The exchangeable shares are not expected to be listed on any stock exchange. Although each exchangeable share will be exchangeable at the option of the holder for shares of our common stock, there is no market through which the exchangeable shares may be sold, and holders may not be able to sell their exchangeable shares.
theScore shareholders who elected to receive exchangeable shares will experience a delay in receiving shares of our common stock from the date they request an exchange, which may affect the value of the shares the holder receives in an exchange.
theScore shareholders who elected to receive exchangeable shares as part of the Transaction Consideration and later request to receive shares of our common stock in exchange for their exchangeable shares may not receive shares of our common stock until a period of time after the applicable request is received. During this period, the market price of our common stock may increase or decrease. Any such increase or decrease would affect the value of the Transaction Consideration to be received by such a holder of exchangeable shares upon a subsequent sale of shares of our common stock received in the exchange.
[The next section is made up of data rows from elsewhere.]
use std::convert::Infallible;
use std::ops::Range;

use crate::algorithms::{Instance, InstanceState};

/// A single [`Instance::common_sequence`] invocation as seen by
/// [`SnakeTrace`].
#[derive(Debug, Clone, PartialEq, Eq, Hash)]
pub struct Snake {
    /// The diagonal the seed point was taken from.
    pub k0: isize,
    /// The diagonal that was computed.
    pub k: isize,
    /// The matched range in the old sequence.
    pub old: Range<usize>,
    /// The matched range in the new sequence.
    pub new: Range<usize>,
}

impl Snake {
    /// Returns `true` if no elements matched from the seed point.
    pub fn is_empty(&self) -> bool {
        self.new.start >= self.new.end
    }

    /// Number of matched elements.
    pub fn len(&self) -> usize {
        self.new.len()
    }
}

/// An instance that only observes the computation.
///
/// Every computed diagonal is recorded as a [`Snake`], including the ones
/// that did not match anything.  No chain of runs is kept, so this cannot
/// reconstruct an edit script but it shows exactly how the forward points
/// evolved.
///
/// ```rust
/// use npdiff::algorithms::{onp, Instance, SnakeTrace};
///
/// let mut trace = SnakeTrace::new(b"AB", b"BA");
/// onp::calculate(&mut trace).unwrap();
/// assert_eq!(trace.d(), 2);
/// assert_eq!(trace.matched().count(), 2);
/// ```
pub struct SnakeTrace<'old, 'new, Old, New> {
    state: InstanceState<isize>,
    old: &'old [Old],
    new: &'new [New],
    snakes: Vec<Snake>,
    dimensions: Option<(isize, isize, isize)>,
    outcome: Option<(isize, usize)>,
}

impl<'old, 'new, Old, New> SnakeTrace<'old, 'new, Old, New>
where
    New: PartialEq<Old>,
{
    /// Creates a trace for two slices.
    pub fn new(old: &'old [Old], new: &'new [New]) -> Self {
        SnakeTrace {
            state: InstanceState::new(old.len(), new.len()),
            old,
            new,
            snakes: Vec::new(),
            dimensions: None,
            outcome: None,
        }
    }

    /// The `(M, N, delta)` the calculation started with.
    ///
    /// `None` until the engine invoked [`Instance::begin`].
    pub fn dimensions(&self) -> Option<(isize, isize, isize)> {
        self.dimensions
    }

    /// The final `(p, D)`, recorded when the engine invoked
    /// [`Instance::done`].
    pub fn outcome(&self) -> Option<(isize, usize)> {
        self.outcome
    }

    /// All recorded snakes in the order the engine computed them.
    pub fn snakes(&self) -> &[Snake] {
        &self.snakes
    }

    /// Only the snakes that matched at least one element.
    pub fn matched(&self) -> impl Iterator<Item = &Snake> {
        self.snakes.iter().filter(|snake| !snake.is_empty())
    }

    /// Converts the trace into the recorded snakes.
    pub fn into_snakes(self) -> Vec<Snake> {
        self.snakes
    }
}

impl<'old, 'new, Old, New> Instance for SnakeTrace<'old, 'new, Old, New>
where
    New: PartialEq<Old>,
{
    type Fp = isize;
    type Error = Infallible;

    fn state(&self) -> &InstanceState<isize> {
        &self.state
    }

    fn state_mut(&mut self) -> &mut InstanceState<isize> {
        &mut self.state
    }

    #[inline(always)]
    fn compare(&self, old_index: usize, new_index: usize) -> bool {
        self.new[new_index] == self.old[old_index]
    }

    fn common_sequence(
        &mut self,
        old: Range<usize>,
        new: Range<usize>,
        k0: isize,
        k: isize,
    ) -> Result<(), Infallible> {
        self.snakes.push(Snake { k0, k, old, new });
        Ok(())
    }

    fn begin(&mut self) -> Result<(), Infallible> {
        debug_assert!(self.dimensions.is_none());
        self.dimensions = Some((self.m(), self.n(), self.delta()));
        Ok(())
    }

    fn done(&mut self) -> Result<(), Infallible> {
        debug_assert!(self.outcome.is_none());
        self.outcome = Some((self.p(), self.d()));
        Ok(())
    }
}

#[test]
fn test_trace() {
    use crate::algorithms::onp;

    let mut trace = SnakeTrace::new(b"ABCABBA", b"CBABAC");
    assert_eq!(trace.dimensions(), None);
    assert_eq!(trace.outcome(), None);
    onp::calculate(&mut trace).unwrap();
    assert_eq!(trace.dimensions(), Some((6, 7, 1)));
    assert_eq!(trace.outcome(), Some((2, 5)));
    assert_eq!(trace.d(), 5);
    assert_eq!(trace.p(), 2);
    assert!(trace.is_swap());
    assert_eq!(trace.snakes().len(), 12);
    assert_eq!(
        trace.snakes()[3],
        Snake {
            k0: -1,
            k: 0,
            old: 1..2,
            new: 1..2,
        }
    );
    let matched = trace
        .matched()
        .map(|snake| (snake.old.clone(), snake.new.clone()))
        .collect::<Vec<_>>();
    assert_eq!(
        matched,
        vec![
            (1..2, 1..2),
            (2..3, 0..1),
            (3..5, 2..4),
            (0..2, 2..4),
            (3..4, 4..5),
            (4..5, 1..2),
            (6..7, 4..5),
        ]
    );
}

#[test]
fn test_trace_empty() {
    let mut trace = SnakeTrace::<u8, u8>::new(&[], &[]);
    crate::algorithms::onp::calculate(&mut trace).unwrap();
    assert_eq!(trace.d(), 0);
    assert_eq!(trace.dimensions(), Some((0, 0, 0)));
    assert_eq!(trace.outcome(), Some((0, 0)));
    assert_eq!(
        trace.into_snakes(),
        vec![Snake {
            k0: -1,
            k: 0,
            old: 0..0,
            new: 0..0,
        }]
    );
}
There may be a taxable event for an Eligible Holder as result of a transaction beyond his or her control.
A holder of exchangeable shares that is (i) a resident of Canada for purposes of the Tax Act and not exempt under Part I of the Tax Act, or (ii) a partnership, any member of which is a resident of Canada for purposes of the Tax Act and not exempt from tax under Part I of the Tax Act (“Eligible Holder”) will be considered to dispose of exchangeable shares (i) on a redemption (including pursuant to a request to Exchangeco to redeem or us to purchase such holder’s exchangeable shares (“Retraction Request”)) of such exchangeable shares by Exchangeco, and (ii) on an acquisition of such exchangeable shares by us or 1317769 B.C. Ltd., a British Columbia corporation (“Callco”). Although each is a taxable event, the Canadian federal income tax consequences of the disposition will be different depending on whether the event giving rise to the disposition is a redemption or an acquisition.
Prior to the seventh anniversary of the effective date of the Arrangement (“Effective Date”), Exchangeco may choose to redeem exchangeable shares in limited circumstances, and Exchangeco may redeem the exchangeable shares in any circumstances on or after the seventh anniversary of the Effective Date. In addition, an Eligible Holder (including an Eligible Holder who exercises the right to require redemption of its exchangeable shares by giving a Retraction Request) cannot control whether the exchangeable shares will be acquired by Callco or us under the relevant call right or redeemed by Exchangeco. Thus, an Eligible Holder may have a taxable event in a transaction beyond his or her control and, in certain circumstances, an Eligible Holder may have no control over the Canadian federal tax consequences arising from such event. See “Material Canadian Federal Income Tax Considerations” for further information.
USE OF PROCEEDS
Because the common stock will be issued upon exchange of the exchangeable shares, we will receive no cash proceeds from the offering.
DIVIDEND POLICY
We intend to retain all of our earnings to finance the development of our business, and thus, do not anticipate paying cash dividends on our common stock for the foreseeable future. Payment of any cash dividends in the future will be at the discretion of our Board of Directors and will depend upon, among other things, our future earnings, operations and capital requirements, our general financial condition and general business conditions. In addition, our credit facilities and senior unsecured notes limit, among other things, our ability to pay dividends. Future financing arrangements may also prohibit the payment of dividends under certain conditions.
THE EXCHANGEABLE SHARES
The rights of holders of exchangeable shares, including exchange rights, are described in the terms of the Plan of Arrangement, which is included as Exhibit 2.3 to this registration statement of which this prospectus forms a part.
PLAN OF DISTRIBUTION
The shares of common stock offered in this prospectus will be issued in exchange for exchangeable shares as described in the terms of the Plan of Arrangement, which is included as Exhibit 2.3 to this registration statement of which this prospectus forms a part. No broker, dealer or underwriter has been engaged in connection with this offering.
INCOME TAX CONSIDERATIONS
Material Canadian Federal Income Tax Considerations
The following is, as of the date of this prospectus, a summary of the principal Canadian federal income tax considerations under the Tax Act generally applicable to the redemption or exchange of exchangeable shares and the holding and disposition of shares of our common stock acquired upon the exchange or redemption of the exchangeable shares generally applicable to a beneficial owner of exchangeable shares who, for the purposes of the Tax Act and at all relevant times, (1) holds exchangeable shares and will hold shares of our common stock, as applicable, as capital property; (2) deals at arm’s length with, and is not affiliated with, PENN, Callco or Exchangeco; (3) is, or is deemed to be, resident in Canada; and (4) has not entered into, with respect to their exchangeable shares or shares of our common stock, as applicable, a “derivative forward agreement” as that term is defined in the Tax Act (a “Resident Holder”).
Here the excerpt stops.